Husan enjoys beating underlings with a belt, smoking, eating and planning his next conquest. Find out more about the rotund desert lion below!
|Husan, or someone like him...|
I wanted Husan to be a reluctant hero. He would rather be left alone to smoke and drink and live an easy, debauched life. He'll do enough to keep his army content and The Southern Sands a peaceful, uneventful place, and he'd rather not be interrupted by any life-threatening or arduous endeavours. Unfortunately for him, he is not given that choice.
He's not a bad person per se, but he would rather do nothing at all than go out of his way to do a good deed. Most of what he does he is either given no choice, or he sees some gain in it for himself.
I think humour is important in fantasy, even dark fantasy, as it balances out the inevitable scenes of death and destruction. My intention was that Husan provided a bit of that as he was forced from his hammock and made to raise an army against his will, despite his terrible constipation.
2) How much of your own personality is reflected in his character?
The desire for a quiet life and the love of boozing and smoking, not to mention his stomach troubles and persistent flatulence, all come from me – these are my best points.

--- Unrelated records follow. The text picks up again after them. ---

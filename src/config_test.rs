use super::*;

/// # Safety
/// Env-mutating tests share one lock so they never race each other.
unsafe fn clear_courier_env() {
    unsafe {
        for key in [
            "COURIER_API_URL",
            "COURIER_SOCKET_URL",
            "COURIER_SESSION_FILE",
            "COURIER_RECONNECT",
            "COURIER_RECONNECT_DELAY_MS",
            "COURIER_RECONNECT_DELAY_MAX_MS",
            "COURIER_RECONNECT_ATTEMPTS",
            "COURIER_RECONNECT_JITTER",
            "COURIER_CONNECT_TIMEOUT_MS",
            "COURIER_REQUEST_TIMEOUT_SECS",
        ] {
            std::env::remove_var(key);
        }
    }
}

static ENV_LOCK: std::sync::Mutex<()> = std::sync::Mutex::new(());

#[test]
fn socket_url_strips_api_suffix() {
    assert_eq!(socket_url_from_api("http://localhost:5000/api"), "http://localhost:5000");
    assert_eq!(socket_url_from_api("https://courier.test/api/"), "https://courier.test");
    assert_eq!(socket_url_from_api("https://courier.test"), "https://courier.test");
}

#[test]
fn default_policy_matches_stock_reconnection() {
    let policy = ReconnectPolicy::default();
    assert!(policy.enabled);
    assert_eq!(policy.delay, Duration::from_millis(1_000));
    assert_eq!(policy.delay_max, Duration::from_millis(5_000));
    assert_eq!(policy.attempts, 5);
}

#[test]
fn from_env_defaults() {
    let _guard = ENV_LOCK.lock().unwrap_or_else(std::sync::PoisonError::into_inner);
    unsafe { clear_courier_env() };

    let cfg = ClientConfig::from_env();
    assert_eq!(cfg.api_url, DEFAULT_API_URL);
    assert_eq!(cfg.socket_url, "http://localhost:5000");
    assert_eq!(cfg.session_file, Some(PathBuf::from(DEFAULT_SESSION_FILE)));
    assert_eq!(cfg.reconnect, ReconnectPolicy::default());
    assert_eq!(cfg.connect_timeout, Duration::from_secs(20));
    assert_eq!(cfg.request_timeout, Duration::from_secs(30));
}

#[test]
fn from_env_parses_overrides() {
    let _guard = ENV_LOCK.lock().unwrap_or_else(std::sync::PoisonError::into_inner);
    unsafe {
        clear_courier_env();
        std::env::set_var("COURIER_API_URL", "https://courier.test/api/");
        std::env::set_var("COURIER_SOCKET_URL", "https://rt.courier.test/");
        std::env::set_var("COURIER_SESSION_FILE", "");
        std::env::set_var("COURIER_RECONNECT", "false");
        std::env::set_var("COURIER_RECONNECT_DELAY_MS", "250");
        std::env::set_var("COURIER_RECONNECT_DELAY_MAX_MS", "750");
        std::env::set_var("COURIER_RECONNECT_ATTEMPTS", "9");
        std::env::set_var("COURIER_RECONNECT_JITTER", "3.5");
        std::env::set_var("COURIER_REQUEST_TIMEOUT_SECS", "7");
    }

    let cfg = ClientConfig::from_env();
    assert_eq!(cfg.api_url, "https://courier.test/api");
    assert_eq!(cfg.socket_url, "https://rt.courier.test");
    assert_eq!(cfg.session_file, None);
    assert!(!cfg.reconnect.enabled);
    assert_eq!(cfg.reconnect.delay, Duration::from_millis(250));
    assert_eq!(cfg.reconnect.delay_max, Duration::from_millis(750));
    assert_eq!(cfg.reconnect.attempts, 9);
    assert!((cfg.reconnect.randomization - 1.0).abs() < f64::EPSILON);
    assert_eq!(cfg.request_timeout, Duration::from_secs(7));

    unsafe { clear_courier_env() };
}

#[test]
fn from_env_ignores_unparseable_numbers() {
    let _guard = ENV_LOCK.lock().unwrap_or_else(std::sync::PoisonError::into_inner);
    unsafe {
        clear_courier_env();
        std::env::set_var("COURIER_RECONNECT_ATTEMPTS", "many");
        std::env::set_var("COURIER_RECONNECT_JITTER", "NaN");
    }

    let cfg = ClientConfig::from_env();
    assert_eq!(cfg.reconnect.attempts, DEFAULT_RECONNECT_ATTEMPTS);
    assert!((cfg.reconnect.randomization - DEFAULT_RECONNECT_JITTER).abs() < f64::EPSILON);

    unsafe { clear_courier_env() };
}
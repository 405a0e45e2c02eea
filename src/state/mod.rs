//! Client-side view models fed by realtime events.

pub mod tracking;

pub use tracking::{Location, TrackingUpdate, TrackingView, UpdateKind, reconcile, seed};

3) Husan has a very blunt way of dealing with subordinates - usually with the aid of a belt. Do you envy him his ability to do this?
In a manner of speaking. That's to say that a certain amount of my own pent up rage is exorcised by Husan giving someone a good whipping with the buckle-end. Have some of that, you mangy dog!
4) Will we be seeing more of Husan in future instalments of The World Apparent Tales?
We will meet Husan again, I enjoy disturbing his much needed rest far too much to let him sit in his palace and get fatter and drunker. Like many of the characters in The Best Weapon, Husan al Din's story is not yet finished.
Not only that but I spent too much time dreaming up his people, the Sharib, and their glorious but distant past, to leave it there. Husan's true destiny awaits him, and if he knew about it, he'd be bloody annoyed.
5) How did The World Apparent develop?
The World Apparent developed during a beer-soaked ranting session with David Pilling in a pub in St James' Park in London. This culminated in his scruffy drawing of a map on the back of a beer mat with a pen borrowed from a kindly barmaid who looked at us with a mixture of pity and revulsion. I took that beer mat home and drew a neater version. I've drawn it about twenty times since then.
The main characteristic of that early scribble was The Girdle Sea, an idea of Pilling's that split the world roughly in two. We then built the world around it.
6) How do you see the series developing in general - do you think there is scope for exploring new characters and story lines in the same world?
The World Apparent is a vast world and we have only explored a small part of it so far. There are many more races and cultures to discover yet, and more diverse and varied characters than you can shake a stick at.
The Best Weapon is just the beginning of a chain of events, spanning a further two books, that will bring The World Apparent to the brink of annihilation. And that is just one of the many stories yet to be told.
We are also working on a separate story with a whole new host of heroes and villains, and some characters who don't fall into either category. There are many more World Apparent Tales to come.
7) Do you feel it is important for writers to try and progress with each book?
Personally, I would like to think each time I write a book or short story, my writing improves. Not only that but hopefully I grow and learn as a person and get to know myself better, and thereby try to become a better person.
8) What are your writing plans for the immediate future?
I am currently working on another World Apparent Tale (with Pilling), which is about half way to completion (or maybe a third) and I will be concentrating on getting that finished in 2015. Although we've written a fair chunk it, the actual title of the thing is still in the beer-soaked ranting stage. Where's that barmaid when you need her?
I also write a short story every month for The 900 Club: a group of four writers (including Pilling's dad) who each post a 900 word short story on the 900 Club blog on a monthly basis.
Those two things take up most of my time, but at some point I will write a more substantial piece of work of my own.